According to a complaint filed in a Chicago federal court, Dennis Adkins says his 9-year-old Pomeranian became sick and died of kidney failure as a result of eating Waggin' Train's "Yam Good" chicken-wrapped treats.
“Waggin’ Train has spent millions of dollars in promoting trust and confidence among consumers in its pet food products,” Adkins says in the complaint. “The product was not wholesome, was not nutritious and was unhealthy.”
Adkins' complaint says that he purchased the treats on March 11 and fed one per day, in pieces, for three days, beginning March 13. He says he made no other changes to the dog's diet, but that the dog became ill on March 15 and died of kidney failure on March 26. Adkins also says in the complaint that his other 9-year-old Pomeranian did not consume the treats and did not become ill.
According to an emailed statement from Nestle Purina, the company feels the Waggin' Train treats are "safe to feed as directed."
"We believe the claims made in the suit to be without merit and intend to vigorously defend ourselves,” Nestle says.
Additionally, Adkins is suing Walmart, where he bought the treats, for compensatory and punitive damages, alleging the companies breached warranties that guaranteed the treats were suitable for consumption.

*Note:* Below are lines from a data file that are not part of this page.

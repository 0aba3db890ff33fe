//! Branded ID newtypes.
//!
//! IDs are UUID v7 strings (time-ordered) so that two messages created in the
//! same millisecond still receive distinct ids. An id is never reused once
//! minted, which is what lets the message store address messages by id for
//! in-place updates and deletion.

use std::fmt;

use serde::{Deserialize, Serialize};
use uuid::Uuid;

macro_rules! branded_id {
    ($(#[$meta:meta])* $name:ident) => {
        $(#[$meta])*
        #[derive(Clone, Debug, PartialEq, Eq, Hash, Serialize, Deserialize)]
        #[serde(transparent)]
        pub struct $name(String);

        impl $name {
            /// Mint a fresh id (UUID v7).
            #[must_use]
            pub fn new() -> Self {
                Self(Uuid::now_v7().to_string())
            }

            /// Borrow the id as a string slice.
            #[must_use]
            pub fn as_str(&self) -> &str {
                &self.0
            }
        }

        impl Default for $name {
            fn default() -> Self {
                Self::new()
            }
        }

        impl AsRef<str> for $name {
            fn as_ref(&self) -> &str {
                &self.0
            }
        }

        impl fmt::Display for $name {
            fn fmt(&self, f: &mut fmt::Formatter<'_>) -> fmt::Result {
                f.write_str(&self.0)
            }
        }

        impl From<&str> for $name {
            fn from(s: &str) -> Self {
                Self(s.to_owned())
            }
        }

        impl From<String> for $name {
            fn from(s: String) -> Self {
                Self(s)
            }
        }
    };
}

branded_id! {
    /// Unique identifier of a conversation message.
    MessageId
}

#[cfg(test)]
mod tests {
    use std::collections::HashSet;

    use super::*;

    #[test]
    fn new_ids_are_distinct() {
        let ids: HashSet<MessageId> = (0..1000).map(|_| MessageId::new()).collect();
        assert_eq!(ids.len(), 1000);
    }

    #[test]
    fn serializes_as_bare_string() {
        let id = MessageId::from("model-1");
        assert_eq!(serde_json::to_string(&id).unwrap(), r#""model-1""#);
        let back: MessageId = serde_json::from_str(r#""model-1""#).unwrap();
        assert_eq!(back, id);
    }

    #[test]
    fn display_matches_inner() {
        let id = MessageId::from("user-42");
        assert_eq!(id.to_string(), "user-42");
        assert_eq!(id.as_str(), "user-42");
    }
}
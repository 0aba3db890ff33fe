//! Fallback fragment wrapper.
//!
//! A [`GenerationSource`](crate::GenerationSource) must never end a stream
//! with an error. [`with_fallback`] adapts a fallible transport stream:
//! fragments pass through untouched, and the first failure (at connect time
//! or mid-stream) is replaced by exactly one
//! [`GENERATION_FALLBACK_FRAGMENT`], after which the stream ends.

use futures::StreamExt;
use slm_core::constants::GENERATION_FALLBACK_FRAGMENT;
use tracing::error;

use crate::provider::{FragmentStream, ProviderError, ProviderResult, RawFragmentStream};

fn report(source: &str, err: &ProviderError) {
    error!(source = source, category = err.category(), error = %err, "generation source failed");
    metrics::counter!("slm_provider_errors_total", "category" => err.category()).increment(1);
}

/// Wrap a transport result so every failure becomes one fallback fragment.
///
/// [`ProviderError::Cancelled`] ends the stream quietly.
pub fn with_fallback(source: &str, inner: ProviderResult<RawFragmentStream>) -> FragmentStream {
    let source = source.to_owned();
    Box::pin(async_stream::stream! {
        let mut inner = match inner {
            Ok(s) => s,
            Err(ProviderError::Cancelled) => return,
            Err(e) => {
                report(&source, &e);
                yield GENERATION_FALLBACK_FRAGMENT.to_string();
                return;
            }
        };
        while let Some(item) = inner.next().await {
            match item {
                Ok(fragment) => yield fragment,
                Err(ProviderError::Cancelled) => return,
                Err(e) => {
                    report(&source, &e);
                    yield GENERATION_FALLBACK_FRAGMENT.to_string();
                    return;
                }
            }
        }
    })
}

// ─────────────────────────────────────────────────────────────────────────────
// Tests
// ─────────────────────────────────────────────────────────────────────────────

#[cfg(test)]
mod tests {
    use super::*;

    fn raw(items: Vec<ProviderResult<String>>) -> ProviderResult<RawFragmentStream> {
        Ok(Box::pin(futures::stream::iter(items)))
    }

    fn other(msg: &str) -> ProviderError {
        ProviderError::Other {
            message: msg.into(),
        }
    }

    #[tokio::test]
    async fn passes_fragments_through() {
        let out: Vec<String> =
            with_fallback("t", raw(vec![Ok("a".into()), Ok("b".into())])).collect().await;
        assert_eq!(out, ["a", "b"]);
    }

    #[tokio::test]
    async fn connect_failure_yields_single_fallback() {
        let out: Vec<String> = with_fallback("t", Err(other("refused"))).collect().await;
        assert_eq!(out, [GENERATION_FALLBACK_FRAGMENT]);
    }

    #[tokio::test]
    async fn mid_stream_failure_appends_fallback_and_stops() {
        let out: Vec<String> = with_fallback(
            "t",
            raw(vec![Ok("partial ".into()), Err(other("reset")), Ok("lost".into())]),
        )
        .collect()
        .await;
        assert_eq!(out, ["partial ".to_string(), GENERATION_FALLBACK_FRAGMENT.to_string()]);
    }

    #[tokio::test]
    async fn cancellation_ends_quietly() {
        let out: Vec<String> =
            with_fallback("t", raw(vec![Ok("a".into()), Err(ProviderError::Cancelled)]))
                .collect()
                .await;
        assert_eq!(out, ["a"]);
    }
}
//! Grounding documents.
//!
//! A [`DocumentSet`] keeps documents in insertion order and treats the file
//! name as the unique key. Adding a document whose name is already present
//! is a silent no-op.

use std::collections::HashSet;

use serde::{Deserialize, Serialize};

/// One already-parsed source document.
#[derive(Clone, Debug, PartialEq, Eq, Serialize, Deserialize)]
#[serde(rename_all = "camelCase")]
pub struct Document {
    /// Unique key across the set.
    pub file_name: String,
    /// Full text content.
    pub content: String,
}

impl Document {
    /// Build a document.
    pub fn new(file_name: impl Into<String>, content: impl Into<String>) -> Self {
        Self {
            file_name: file_name.into(),
            content: content.into(),
        }
    }
}

/// Ordered, file-name-unique collection of documents.
#[derive(Clone, Debug, Default, PartialEq, Eq, Serialize, Deserialize)]
#[serde(transparent)]
pub struct DocumentSet {
    docs: Vec<Document>,
}

impl DocumentSet {
    /// Empty set.
    #[must_use]
    pub fn new() -> Self {
        Self::default()
    }

    /// Add documents, skipping any whose file name is already present
    /// (including names repeated within `incoming`). Returns how many were
    /// actually added.
    pub fn add(&mut self, incoming: impl IntoIterator<Item = Document>) -> usize {
        let mut seen: HashSet<String> = self.docs.iter().map(|d| d.file_name.clone()).collect();
        let before = self.docs.len();
        for doc in incoming {
            if seen.insert(doc.file_name.clone()) {
                self.docs.push(doc);
            }
        }
        self.docs.len() - before
    }

    /// Remove the document with `file_name`. Returns whether one was removed.
    pub fn remove(&mut self, file_name: &str) -> bool {
        let before = self.docs.len();
        self.docs.retain(|d| d.file_name != file_name);
        self.docs.len() != before
    }

    /// Whether a document with `file_name` is present.
    #[must_use]
    pub fn contains(&self, file_name: &str) -> bool {
        self.docs.iter().any(|d| d.file_name == file_name)
    }

    /// Documents in insertion order.
    #[must_use]
    pub fn as_slice(&self) -> &[Document] {
        &self.docs
    }

    /// Iterate in insertion order.
    pub fn iter(&self) -> std::slice::Iter<'_, Document> {
        self.docs.iter()
    }

    /// Number of documents.
    #[must_use]
    pub fn len(&self) -> usize {
        self.docs.len()
    }

    /// Whether the set is empty.
    #[must_use]
    pub fn is_empty(&self) -> bool {
        self.docs.is_empty()
    }

    /// Drop every document.
    pub fn clear(&mut self) {
        self.docs.clear();
    }
}

impl<'a> IntoIterator for &'a DocumentSet {
    type Item = &'a Document;
    type IntoIter = std::slice::Iter<'a, Document>;

    fn into_iter(self) -> Self::IntoIter {
        self.docs.iter()
    }
}
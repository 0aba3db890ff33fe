//! Settings error types.

use thiserror::Error;

/// Errors that can occur when loading or parsing settings.
#[derive(Debug, Error)]
pub enum SettingsError {
    /// Failed to read the settings file from disk.
    #[error("failed to read settings file: {0}")]
    Io(#[from] std::io::Error),
    /// Failed to parse JSON in the settings file.
    #[error("failed to parse settings JSON: {0}")]
    Json(#[from] serde_json::Error),
    /// A settings value was invalid.
    #[error("invalid settings value: {0}")]
    InvalidValue(String),
}

/// Result type for settings operations.
pub type Result<T> = std::result::Result<T, SettingsError>;
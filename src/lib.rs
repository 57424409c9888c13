//! # Ragwatch
//!
//! A deadlock simulator built around a resource-allocation graph.
//!
//! Ragwatch runs concurrent process actors that compete for a fixed pool of
//! exclusive resources, records every hold and wait as an edge of the
//! resource-allocation graph, and lets callers detect, explain and break the
//! circular waits that form.
//!
//! ## Features
//!
//! - Threaded actors with `normal` and `prevention` strategies, or
//!   deterministic single-step simulation with an injected random source
//! - Enumeration of every elementary cycle of the allocation graph
//! - Banker's algorithm safety checks over manual-mode scenarios
//! - Resolution by preemption, termination or deferred avoidance, each with a
//!   plain-language rationale
//! - An append-only event stream with an optional JSON-lines log file
//!
//! ## Example
//!
//! ```no_run
//! use ragwatch::{Ragwatch, SimTiming, default_actors};
//! use std::time::Duration;
//!
//! let mut engine = Ragwatch::new()
//!     .seed(7)
//!     .timing(SimTiming::quick())
//!     .callback(|report| println!("{} circular wait(s)", report.cycles.len()))
//!     .monitor(Duration::from_millis(50))
//!     .auto_resolve(true)
//!     .build()?;
//!
//! engine.start(default_actors())?;
//! std::thread::sleep(Duration::from_millis(500));
//! engine.stop()?;
//! println!("{:?}", engine.stats());
//! # Ok::<(), anyhow::Error>(())
//! ```

mod core;
pub use crate::core::{
    ActorSpec, BankerInput, Cycle, DEFAULT_MONITOR_INTERVAL, DeadlockCallback, DeadlockDetector,
    DeadlockReport, Edge, EdgeKind, Event, EventKind, FirstInCycle, MonitorConfig, Node,
    ProcessId, Ragwatch, RequestDecision, Resolution, ResolutionAction, Resolver, Resource,
    ResourceId, Result, SafetyChecker, SafetyReport, Scenario, SimError, SimTiming,
    SimulationConfig, SimulationEngine, Strategy, ValidationError, VictimPolicy, WaitReason,
    default_actors, default_resources,
};
pub use crate::core::{banker, engine, graph, logger, pool, process, scenario};
pub use crate::core::engine::{Stats, SystemSnapshot, TurnOutcome};
pub use crate::core::graph::AllocationGraph;
pub use crate::core::pool::ResourceSnapshot;
pub use crate::core::process::ProcessState;
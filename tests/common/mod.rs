use ragwatch::{DeadlockReport, Ragwatch, Scenario, SimTiming, SimulationEngine};
use std::sync::{Arc, Mutex as StdMutex, mpsc};
use std::time::Duration;

#[allow(dead_code)]
pub const DEADLOCK_TIMEOUT: Duration = Duration::from_secs(3);
#[allow(dead_code)]
pub const MONITOR_INTERVAL: Duration = Duration::from_millis(20);

/// P1 holds Printer and waits for Disk, P2 holds Disk and waits for Printer
#[allow(dead_code)]
pub const TWO_WAY: &str = r#"{
    "process_count": 2,
    "resources": [
        { "name": "Printer", "capacity": 1 },
        { "name": "Disk", "capacity": 1 }
    ],
    "processes": [
        { "max": "1,1", "allocated": "1,0", "requested": "0,1" },
        { "max": "1,1", "allocated": "0,1", "requested": "1,0" }
    ]
}"#;

/// P1 -> Disk -> P2 -> Tape -> P3 -> Printer -> P1
#[allow(dead_code)]
pub const THREE_WAY: &str = r#"{
    "process_count": 3,
    "resources": [
        { "name": "Printer", "capacity": 1 },
        { "name": "Disk", "capacity": 1 },
        { "name": "Tape", "capacity": 1 }
    ],
    "processes": [
        { "max": "1,1,0", "allocated": "1,0,0", "requested": "0,1,0" },
        { "max": "0,1,1", "allocated": "0,1,0", "requested": "0,0,1" },
        { "max": "1,0,1", "allocated": "0,0,1", "requested": "1,0,0" }
    ]
}"#;

#[allow(dead_code)]
pub fn load(json: &str) -> SimulationEngine {
    let scenario = Scenario::from_json(json).expect("scenario should be valid");
    SimulationEngine::from_scenario(&scenario, Default::default()).expect("scenario should load")
}

#[allow(dead_code)]
pub struct MonitorHarness {
    pub engine: SimulationEngine,
    pub rx: mpsc::Receiver<DeadlockReport>,
    pub detected: Arc<StdMutex<bool>>,
}

/// Engine loaded with `json` whose monitor reports into a channel
#[allow(dead_code)]
pub fn start_monitor(json: &str, auto_resolve: bool) -> MonitorHarness {
    let (tx, rx) = mpsc::channel::<DeadlockReport>();
    let detected = Arc::new(StdMutex::new(false));
    let flag = Arc::clone(&detected);
    let tx = StdMutex::new(tx);

    let scenario = Scenario::from_json(json).expect("scenario should be valid");
    let mut engine = Ragwatch::new()
        .timing(SimTiming::quick())
        .monitor(MONITOR_INTERVAL)
        .auto_resolve(auto_resolve)
        .callback(move |report| {
            *flag.lock().unwrap() = true;
            let _ = tx.lock().unwrap().send(report);
        })
        .build_scenario(&scenario)
        .expect("Failed to initialize engine");
    engine.start(Vec::new()).expect("Failed to start monitor");

    MonitorHarness {
        engine,
        rx,
        detected,
    }
}

#[allow(dead_code)]
pub fn expect_deadlock(h: &MonitorHarness, timeout: Duration) -> DeadlockReport {
    match h.rx.recv_timeout(timeout) {
        Ok(report) => {
            assert!(*h.detected.lock().unwrap(), "Deadlock flag should be set");
            report
        }
        Err(_) => panic!("No deadlock detected within {timeout:?}"),
    }
}
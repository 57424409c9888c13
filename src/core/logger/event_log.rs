use crate::core::logger::sink::{EventSink, SinkRecord};
use crate::core::types::{Event, EventKind, ProcessId, ResourceId, now_timestamp};
use std::sync::Arc;

/// Append-only, sequence-numbered event stream
///
/// Entries are never changed once recorded. When a sink is attached every
/// entry is also queued for the log file.
#[derive(Debug, Default)]
pub struct EventLog {
    events: Vec<Event>,
    sink: Option<Arc<EventSink>>,
}

impl EventLog {
    pub fn new() -> Self {
        Self::default()
    }

    pub fn with_sink(sink: EventSink) -> Self {
        EventLog {
            events: Vec::new(),
            sink: Some(Arc::new(sink)),
        }
    }

    /// Append an event stamped with the current time
    pub fn record(
        &mut self,
        process: impl Into<ProcessId>,
        kind: EventKind,
        resource: Option<ResourceId>,
    ) -> &Event {
        let event = Event {
            seq: self.events.len() as u64,
            process: process.into(),
            timestamp: now_timestamp(),
            kind,
            resource,
        };
        if let Some(sink) = &self.sink {
            sink.write(SinkRecord::Event(event.clone()));
        }
        self.events.push(event);
        &self.events[self.events.len() - 1]
    }

    pub fn sink(&self) -> Option<&EventSink> {
        self.sink.as_deref()
    }

    /// Shared handle to the sink, usable after the log itself is unlocked
    pub fn sink_handle(&self) -> Option<Arc<EventSink>> {
        self.sink.clone()
    }

    pub fn all(&self) -> &[Event] {
        &self.events
    }

    /// The last `n` events, oldest first
    pub fn recent(&self, n: usize) -> &[Event] {
        let start = self.events.len().saturating_sub(n);
        &self.events[start..]
    }

    /// Events with a sequence number of at least `seq`
    pub fn since(&self, seq: u64) -> &[Event] {
        let start = usize::try_from(seq).map_or(self.events.len(), |s| s.min(self.events.len()));
        &self.events[start..]
    }

    pub fn len(&self) -> usize {
        self.events.len()
    }

    pub fn is_empty(&self) -> bool {
        self.events.is_empty()
    }
}

#[cfg(test)]
mod tests {
    use super::*;

    fn log_with(n: usize) -> EventLog {
        let mut log = EventLog::new();
        for i in 0..n {
            log.record(format!("P{i}"), EventKind::Requesting, Some("Disk".into()));
        }
        log
    }

    #[test]
    fn test_sequence_numbers_follow_append_order() {
        let log = log_with(3);
        let seqs: Vec<u64> = log.all().iter().map(|e| e.seq).collect();
        assert_eq!(seqs, vec![0, 1, 2]);
        assert!(log.all().windows(2).all(|w| w[0].timestamp <= w[1].timestamp));
    }

    #[test]
    fn test_recent_and_since() {
        let log = log_with(5);
        assert_eq!(log.recent(2).len(), 2);
        assert_eq!(log.recent(2)[0].process, "P3");
        assert_eq!(log.recent(10).len(), 5);
        assert_eq!(log.since(4).len(), 1);
        assert!(log.since(99).is_empty());
    }
}
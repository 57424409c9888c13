use anyhow::{Context, Result};
use clap::{Parser, Subcommand};
use ragwatch::{
    ActorSpec, Ragwatch, SafetyChecker, Scenario, SimTiming, SimulationConfig, SimulationEngine,
    Strategy, default_actors,
};
use std::path::{Path, PathBuf};
use std::thread;
use std::time::{Duration, Instant};
use tracing_subscriber::layer::SubscriberExt;
use tracing_subscriber::util::SubscriberInitExt;

#[derive(Parser)]
#[command(
    author,
    version,
    about = "Ragwatch - Resource-Allocation Graph Deadlock Simulator"
)]
struct Cli {
    /// Increase diagnostic output (-v debug, -vv trace)
    #[arg(short, long, action = clap::ArgAction::Count, global = true)]
    verbose: u8,

    #[command(subcommand)]
    command: Command,
}

#[derive(Subcommand)]
enum Command {
    /// Run threaded actors and print the event stream
    Run {
        /// Actor as NAME or NAME:STRATEGY (normal, prevention); repeatable
        #[arg(short, long = "actor", value_parser = parse_actor)]
        actors: Vec<ActorSpec>,

        /// How long to run, in milliseconds
        #[arg(short, long, default_value_t = 3000)]
        duration: u64,

        /// Seed for reproducible actor choices
        #[arg(long)]
        seed: Option<u64>,

        /// Chance per turn that an actor finishes and releases everything
        #[arg(long, default_value_t = 0.2)]
        release_chance: f64,

        /// Run detection every N milliseconds
        #[arg(long)]
        monitor: Option<u64>,

        /// Resolve detected deadlocks automatically
        #[arg(long)]
        auto_resolve: bool,

        /// Millisecond-scale pauses instead of the default 100-500 ms
        #[arg(long)]
        quick: bool,

        /// Write the event stream as JSON lines; "{timestamp}" is expanded
        #[arg(long)]
        log: Option<PathBuf>,
    },
    /// Validate a manual-mode scenario, check its safety and look for deadlocks
    Check {
        /// Scenario file (JSON)
        scenario: PathBuf,

        /// Resolve every detected deadlock and show the result
        #[arg(long)]
        resolve: bool,
    },
}

fn parse_actor(s: &str) -> std::result::Result<ActorSpec, String> {
    let (name, strategy) = match s.split_once(':') {
        Some((name, strategy)) => (name.trim(), strategy.parse::<Strategy>()?),
        None => (s.trim(), Strategy::Normal),
    };
    if name.is_empty() {
        return Err("actor name must not be empty".into());
    }
    Ok(ActorSpec::new(name, strategy))
}

fn main() -> Result<()> {
    let cli = Cli::parse();

    let filter = match cli.verbose {
        0 => tracing_subscriber::EnvFilter::try_from_default_env()
            .unwrap_or_else(|_| "ragwatch=info".into()),
        1 => tracing_subscriber::EnvFilter::new("debug"),
        _ => tracing_subscriber::EnvFilter::new("trace"),
    };
    tracing_subscriber::registry()
        .with(filter)
        .with(tracing_subscriber::fmt::layer().with_target(false))
        .init();

    match cli.command {
        Command::Run {
            actors,
            duration,
            seed,
            release_chance,
            monitor,
            auto_resolve,
            quick,
            log,
        } => {
            let mut builder = Ragwatch::new()
                .release_chance(release_chance)
                .auto_resolve(auto_resolve)
                .callback(|report| {
                    for cycle in &report.cycles {
                        println!("[Deadlock] {cycle}");
                    }
                });
            if let Some(seed) = seed {
                builder = builder.seed(seed);
            }
            if let Some(ms) = monitor {
                builder = builder.monitor(Duration::from_millis(ms));
            }
            if quick {
                builder = builder.timing(SimTiming::quick());
            }
            if let Some(path) = log {
                builder = builder.with_log(path);
            }
            let actors = if actors.is_empty() { default_actors() } else { actors };
            run(builder.build()?, actors, Duration::from_millis(duration))
        }
        Command::Check { scenario, resolve } => check(&scenario, resolve),
    }
}

fn run(mut engine: SimulationEngine, actors: Vec<ActorSpec>, duration: Duration) -> Result<()> {
    engine.start(actors).context("Failed to start simulation")?;

    let deadline = Instant::now() + duration;
    let mut next = 0;
    while Instant::now() < deadline {
        thread::sleep(Duration::from_millis(50));
        for event in engine.events_since(next) {
            println!("{event}");
            next = event.seq + 1;
        }
    }

    let cycles = engine.detect();
    engine.stop().context("Simulation did not stop cleanly")?;
    for event in engine.events_since(next) {
        println!("{event}");
    }

    if cycles.is_empty() {
        println!("No deadlock at the end of the run.");
    }
    for cycle in &cycles {
        println!("[Deadlock at stop] {cycle}");
    }
    let stats = engine.stats();
    println!(
        "turns: {}, acquisitions: {}, waits: {}, releases: {}, deadlocks resolved: {}",
        stats.turns, stats.acquisitions, stats.waits, stats.releases, stats.deadlocks_resolved
    );
    engine.flush_log()
}

fn check(path: &Path, resolve: bool) -> Result<()> {
    let json = std::fs::read_to_string(path)
        .with_context(|| format!("Failed to read scenario {}", path.display()))?;
    let scenario = Scenario::from_json(&json)?;

    let report = SafetyChecker::check(&scenario.banker_input())?;
    println!("{}", report.describe());

    let engine = SimulationEngine::from_scenario(&scenario, SimulationConfig::default())?;
    let cycles = engine.detect();
    if cycles.is_empty() {
        println!("No deadlock detected.");
        return Ok(());
    }
    for cycle in &cycles {
        println!("[Deadlock] {cycle}");
    }

    if resolve {
        for cycle in &cycles {
            let resolution = engine.resolve(cycle)?;
            println!("[Resolution] {}", resolution.rationale);
        }
        let left = engine.detect();
        println!("{} deadlock(s) remain after resolution.", left.len());
    }
    Ok(())
}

“At Walmart, we’re committed to providing our customers and their pets with safe and affordable food,” says Greg Rossiter, a Walmart spokesman. Rossiter says that all of the company’s petfood suppliers are required to comply with all applicable government safety regulations, and says the company is aware of the chicken jerky product concerns and is in contact with the Food and Drug Administration.
Adkins is also asking the court to recognize a class of plaintiffs made up of consumers who bought Nestle or Waggin’ Train- brand dog treats containing chicken imported from China within the past four years and a sub-class of those who made the purchases from Walmart.
“Thousands of persons purchased the dog treats at issue, and hundreds of dogs died as a result,” says Adkins.